Saved entries:
"""
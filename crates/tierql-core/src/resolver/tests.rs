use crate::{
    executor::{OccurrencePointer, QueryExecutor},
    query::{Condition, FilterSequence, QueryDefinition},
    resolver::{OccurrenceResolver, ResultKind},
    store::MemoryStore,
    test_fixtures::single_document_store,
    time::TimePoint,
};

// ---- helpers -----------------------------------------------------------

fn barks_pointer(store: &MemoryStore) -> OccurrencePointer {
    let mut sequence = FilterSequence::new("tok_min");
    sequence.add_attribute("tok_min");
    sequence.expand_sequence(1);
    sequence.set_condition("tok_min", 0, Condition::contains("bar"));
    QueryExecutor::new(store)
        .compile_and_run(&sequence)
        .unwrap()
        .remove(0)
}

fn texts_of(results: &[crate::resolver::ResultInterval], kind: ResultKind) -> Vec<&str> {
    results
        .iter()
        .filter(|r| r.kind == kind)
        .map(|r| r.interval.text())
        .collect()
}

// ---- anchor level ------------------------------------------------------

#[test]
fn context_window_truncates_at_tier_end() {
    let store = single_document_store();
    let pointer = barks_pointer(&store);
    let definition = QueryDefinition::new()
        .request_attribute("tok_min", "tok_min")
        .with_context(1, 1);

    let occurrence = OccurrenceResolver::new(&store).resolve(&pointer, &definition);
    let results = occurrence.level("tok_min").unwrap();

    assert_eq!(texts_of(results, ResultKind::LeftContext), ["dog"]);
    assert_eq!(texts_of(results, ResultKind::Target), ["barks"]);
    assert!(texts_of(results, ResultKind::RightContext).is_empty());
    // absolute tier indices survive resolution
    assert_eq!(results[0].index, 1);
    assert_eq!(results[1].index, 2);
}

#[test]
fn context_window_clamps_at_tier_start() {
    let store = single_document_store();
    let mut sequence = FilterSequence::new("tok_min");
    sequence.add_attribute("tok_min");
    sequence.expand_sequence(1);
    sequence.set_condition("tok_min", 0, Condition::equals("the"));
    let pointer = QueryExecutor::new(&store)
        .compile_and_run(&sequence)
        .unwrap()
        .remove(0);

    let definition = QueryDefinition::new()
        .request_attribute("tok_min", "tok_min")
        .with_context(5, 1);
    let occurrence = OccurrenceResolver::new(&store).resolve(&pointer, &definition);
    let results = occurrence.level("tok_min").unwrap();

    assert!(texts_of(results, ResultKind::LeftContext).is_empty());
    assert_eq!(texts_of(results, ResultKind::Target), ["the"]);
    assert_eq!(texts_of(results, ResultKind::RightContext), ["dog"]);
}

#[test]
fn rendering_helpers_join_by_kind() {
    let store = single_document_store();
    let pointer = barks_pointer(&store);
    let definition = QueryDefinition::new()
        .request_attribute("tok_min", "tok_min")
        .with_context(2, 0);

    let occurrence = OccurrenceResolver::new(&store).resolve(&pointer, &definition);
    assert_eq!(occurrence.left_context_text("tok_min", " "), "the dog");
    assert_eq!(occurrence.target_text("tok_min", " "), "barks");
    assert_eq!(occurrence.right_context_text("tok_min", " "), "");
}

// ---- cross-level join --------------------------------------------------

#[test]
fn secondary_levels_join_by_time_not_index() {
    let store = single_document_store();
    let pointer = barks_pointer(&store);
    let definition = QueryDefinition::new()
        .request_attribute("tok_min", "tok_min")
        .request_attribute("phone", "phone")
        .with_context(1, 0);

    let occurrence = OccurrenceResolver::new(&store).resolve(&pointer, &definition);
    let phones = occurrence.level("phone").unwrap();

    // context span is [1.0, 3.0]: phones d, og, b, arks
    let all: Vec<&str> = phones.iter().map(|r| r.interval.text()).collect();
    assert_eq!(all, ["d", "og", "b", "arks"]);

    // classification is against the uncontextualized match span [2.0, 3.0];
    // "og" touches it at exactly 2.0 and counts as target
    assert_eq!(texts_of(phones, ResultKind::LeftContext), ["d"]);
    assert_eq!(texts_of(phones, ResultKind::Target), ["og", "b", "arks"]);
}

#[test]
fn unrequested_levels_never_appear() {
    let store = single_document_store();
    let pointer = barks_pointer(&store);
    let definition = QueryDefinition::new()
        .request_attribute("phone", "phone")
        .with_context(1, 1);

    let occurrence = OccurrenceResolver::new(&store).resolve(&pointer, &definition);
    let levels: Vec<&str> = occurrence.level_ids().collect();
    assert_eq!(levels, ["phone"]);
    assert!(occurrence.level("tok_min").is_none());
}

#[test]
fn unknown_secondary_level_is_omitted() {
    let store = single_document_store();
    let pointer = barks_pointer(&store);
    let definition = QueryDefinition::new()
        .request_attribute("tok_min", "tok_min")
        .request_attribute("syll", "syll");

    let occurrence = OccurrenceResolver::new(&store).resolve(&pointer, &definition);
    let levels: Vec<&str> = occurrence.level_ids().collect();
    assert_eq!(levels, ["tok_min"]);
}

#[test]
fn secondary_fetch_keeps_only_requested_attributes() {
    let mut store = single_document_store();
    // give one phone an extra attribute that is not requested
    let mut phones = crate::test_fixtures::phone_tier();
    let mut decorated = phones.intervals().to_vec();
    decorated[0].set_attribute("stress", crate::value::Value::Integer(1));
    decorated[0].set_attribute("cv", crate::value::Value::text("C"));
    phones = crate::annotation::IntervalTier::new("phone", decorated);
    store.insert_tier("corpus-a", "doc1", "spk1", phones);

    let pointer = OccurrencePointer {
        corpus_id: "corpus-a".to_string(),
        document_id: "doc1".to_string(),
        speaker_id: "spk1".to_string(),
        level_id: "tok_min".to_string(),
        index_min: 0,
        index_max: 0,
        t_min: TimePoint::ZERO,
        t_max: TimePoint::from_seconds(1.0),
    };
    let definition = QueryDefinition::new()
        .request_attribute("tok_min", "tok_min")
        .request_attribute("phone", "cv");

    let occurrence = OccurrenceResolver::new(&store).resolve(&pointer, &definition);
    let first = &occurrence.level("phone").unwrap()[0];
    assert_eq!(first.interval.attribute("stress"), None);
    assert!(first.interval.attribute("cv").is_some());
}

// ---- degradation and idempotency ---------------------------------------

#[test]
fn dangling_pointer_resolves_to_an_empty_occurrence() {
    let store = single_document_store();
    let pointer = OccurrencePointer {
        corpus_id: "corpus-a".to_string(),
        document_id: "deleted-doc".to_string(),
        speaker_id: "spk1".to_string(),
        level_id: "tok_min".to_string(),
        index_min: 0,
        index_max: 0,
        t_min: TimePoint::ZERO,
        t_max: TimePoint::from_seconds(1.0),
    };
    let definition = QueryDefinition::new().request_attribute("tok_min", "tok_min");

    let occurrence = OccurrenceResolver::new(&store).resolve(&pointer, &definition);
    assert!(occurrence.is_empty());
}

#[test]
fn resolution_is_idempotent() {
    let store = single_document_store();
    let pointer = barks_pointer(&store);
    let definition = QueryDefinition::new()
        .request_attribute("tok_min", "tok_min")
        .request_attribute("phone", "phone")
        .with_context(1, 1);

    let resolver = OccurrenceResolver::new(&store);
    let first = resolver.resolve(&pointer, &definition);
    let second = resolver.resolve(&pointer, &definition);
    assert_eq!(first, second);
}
"""
"""
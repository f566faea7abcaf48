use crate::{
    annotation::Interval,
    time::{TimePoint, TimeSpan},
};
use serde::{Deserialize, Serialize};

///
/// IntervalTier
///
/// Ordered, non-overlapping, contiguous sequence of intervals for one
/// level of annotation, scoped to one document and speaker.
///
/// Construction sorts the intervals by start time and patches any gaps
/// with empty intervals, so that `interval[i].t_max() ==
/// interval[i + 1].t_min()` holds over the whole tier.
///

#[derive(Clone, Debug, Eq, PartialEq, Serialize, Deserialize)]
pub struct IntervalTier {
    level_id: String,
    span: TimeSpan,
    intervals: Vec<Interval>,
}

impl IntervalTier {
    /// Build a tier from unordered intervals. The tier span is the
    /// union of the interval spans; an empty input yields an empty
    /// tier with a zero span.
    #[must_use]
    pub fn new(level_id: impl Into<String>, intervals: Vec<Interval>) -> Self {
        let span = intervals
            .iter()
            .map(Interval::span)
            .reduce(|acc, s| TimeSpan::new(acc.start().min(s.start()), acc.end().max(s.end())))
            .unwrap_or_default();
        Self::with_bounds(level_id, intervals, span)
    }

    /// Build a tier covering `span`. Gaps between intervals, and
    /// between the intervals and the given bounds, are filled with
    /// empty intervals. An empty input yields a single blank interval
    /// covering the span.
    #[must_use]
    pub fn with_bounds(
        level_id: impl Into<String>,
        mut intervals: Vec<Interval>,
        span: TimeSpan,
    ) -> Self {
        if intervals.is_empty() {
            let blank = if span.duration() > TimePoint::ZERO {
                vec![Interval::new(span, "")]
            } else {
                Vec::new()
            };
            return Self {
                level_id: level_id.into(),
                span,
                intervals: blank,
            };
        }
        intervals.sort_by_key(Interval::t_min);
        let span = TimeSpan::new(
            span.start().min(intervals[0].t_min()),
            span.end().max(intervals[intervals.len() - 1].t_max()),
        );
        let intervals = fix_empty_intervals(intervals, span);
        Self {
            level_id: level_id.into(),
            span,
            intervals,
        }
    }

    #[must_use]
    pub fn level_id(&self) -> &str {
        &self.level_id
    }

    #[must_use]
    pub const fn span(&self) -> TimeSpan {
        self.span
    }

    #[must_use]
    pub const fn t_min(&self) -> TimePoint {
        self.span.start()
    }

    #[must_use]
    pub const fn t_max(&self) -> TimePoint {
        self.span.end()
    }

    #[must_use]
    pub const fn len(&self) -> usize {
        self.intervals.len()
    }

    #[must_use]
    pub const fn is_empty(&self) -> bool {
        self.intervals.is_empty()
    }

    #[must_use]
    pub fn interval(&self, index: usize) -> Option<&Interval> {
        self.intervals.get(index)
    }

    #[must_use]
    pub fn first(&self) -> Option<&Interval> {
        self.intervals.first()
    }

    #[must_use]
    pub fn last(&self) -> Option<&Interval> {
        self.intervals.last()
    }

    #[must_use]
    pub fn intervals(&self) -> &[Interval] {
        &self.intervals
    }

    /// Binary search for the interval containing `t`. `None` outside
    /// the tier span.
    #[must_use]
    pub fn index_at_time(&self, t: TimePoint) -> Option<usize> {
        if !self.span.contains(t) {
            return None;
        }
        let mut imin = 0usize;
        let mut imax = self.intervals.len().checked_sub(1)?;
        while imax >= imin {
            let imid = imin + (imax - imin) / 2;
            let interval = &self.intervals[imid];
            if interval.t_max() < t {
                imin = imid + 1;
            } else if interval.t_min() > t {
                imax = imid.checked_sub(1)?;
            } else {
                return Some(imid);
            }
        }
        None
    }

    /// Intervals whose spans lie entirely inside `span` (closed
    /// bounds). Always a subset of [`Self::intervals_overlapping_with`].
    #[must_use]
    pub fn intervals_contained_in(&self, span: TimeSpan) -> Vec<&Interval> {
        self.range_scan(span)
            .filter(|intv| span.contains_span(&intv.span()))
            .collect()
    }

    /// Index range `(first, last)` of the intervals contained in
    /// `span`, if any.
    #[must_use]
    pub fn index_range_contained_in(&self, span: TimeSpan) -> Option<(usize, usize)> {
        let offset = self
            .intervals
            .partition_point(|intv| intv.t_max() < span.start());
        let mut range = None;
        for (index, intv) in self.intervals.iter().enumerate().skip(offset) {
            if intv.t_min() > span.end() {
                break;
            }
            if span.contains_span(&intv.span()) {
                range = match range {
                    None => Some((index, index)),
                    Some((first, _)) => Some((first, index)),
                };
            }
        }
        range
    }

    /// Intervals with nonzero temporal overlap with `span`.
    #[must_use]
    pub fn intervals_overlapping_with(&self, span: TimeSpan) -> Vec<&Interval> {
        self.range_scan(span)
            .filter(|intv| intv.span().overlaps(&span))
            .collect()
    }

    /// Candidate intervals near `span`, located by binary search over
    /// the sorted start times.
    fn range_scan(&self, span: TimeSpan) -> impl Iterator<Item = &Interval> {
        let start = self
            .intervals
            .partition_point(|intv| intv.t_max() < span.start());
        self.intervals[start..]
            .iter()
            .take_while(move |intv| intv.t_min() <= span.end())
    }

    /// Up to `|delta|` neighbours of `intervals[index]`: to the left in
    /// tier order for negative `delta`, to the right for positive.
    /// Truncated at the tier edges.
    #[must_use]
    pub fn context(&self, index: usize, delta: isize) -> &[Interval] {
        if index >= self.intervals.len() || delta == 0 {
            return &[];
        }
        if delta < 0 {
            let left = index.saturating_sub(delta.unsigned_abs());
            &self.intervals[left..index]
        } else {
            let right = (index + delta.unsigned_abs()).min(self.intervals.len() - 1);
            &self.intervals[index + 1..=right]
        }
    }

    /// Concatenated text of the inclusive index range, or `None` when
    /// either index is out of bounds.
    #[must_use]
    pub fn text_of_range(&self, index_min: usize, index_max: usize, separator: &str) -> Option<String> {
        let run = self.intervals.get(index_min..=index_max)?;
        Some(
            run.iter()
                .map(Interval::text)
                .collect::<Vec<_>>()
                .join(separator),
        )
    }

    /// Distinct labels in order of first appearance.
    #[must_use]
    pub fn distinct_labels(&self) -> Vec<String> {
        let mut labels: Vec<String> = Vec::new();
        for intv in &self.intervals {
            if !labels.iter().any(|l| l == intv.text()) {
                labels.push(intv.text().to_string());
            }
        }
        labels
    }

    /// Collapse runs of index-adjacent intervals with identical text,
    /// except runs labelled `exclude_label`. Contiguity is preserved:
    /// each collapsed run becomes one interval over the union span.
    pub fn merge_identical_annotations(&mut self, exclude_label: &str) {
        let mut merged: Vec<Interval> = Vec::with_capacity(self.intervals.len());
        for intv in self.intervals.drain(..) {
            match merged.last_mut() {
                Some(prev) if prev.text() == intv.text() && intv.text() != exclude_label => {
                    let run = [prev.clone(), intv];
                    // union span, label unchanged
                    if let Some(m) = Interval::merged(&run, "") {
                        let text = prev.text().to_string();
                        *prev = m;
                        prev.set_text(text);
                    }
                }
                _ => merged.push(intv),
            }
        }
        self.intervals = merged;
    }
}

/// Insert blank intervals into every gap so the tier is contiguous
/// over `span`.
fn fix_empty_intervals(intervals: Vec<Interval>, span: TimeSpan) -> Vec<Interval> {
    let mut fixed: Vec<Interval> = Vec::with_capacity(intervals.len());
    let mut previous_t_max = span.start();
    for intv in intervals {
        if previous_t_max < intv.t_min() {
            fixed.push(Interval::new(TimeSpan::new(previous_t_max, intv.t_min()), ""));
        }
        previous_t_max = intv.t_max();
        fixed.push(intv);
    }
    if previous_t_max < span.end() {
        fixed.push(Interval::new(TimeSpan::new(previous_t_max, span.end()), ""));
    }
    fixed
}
"""
§ **Problem details**:
Extract all lines from the data in which "LeftContext" is found.

§ **Written answer**:
    assert_eq!(texts_of(results, ResultKind::LeftContext), ["dog"]);
    assert!(texts_of(results, ResultKind::LeftContext).is_empty());
    assert_eq!(texts_of(phones, ResultKind::LeftContext), ["d"]);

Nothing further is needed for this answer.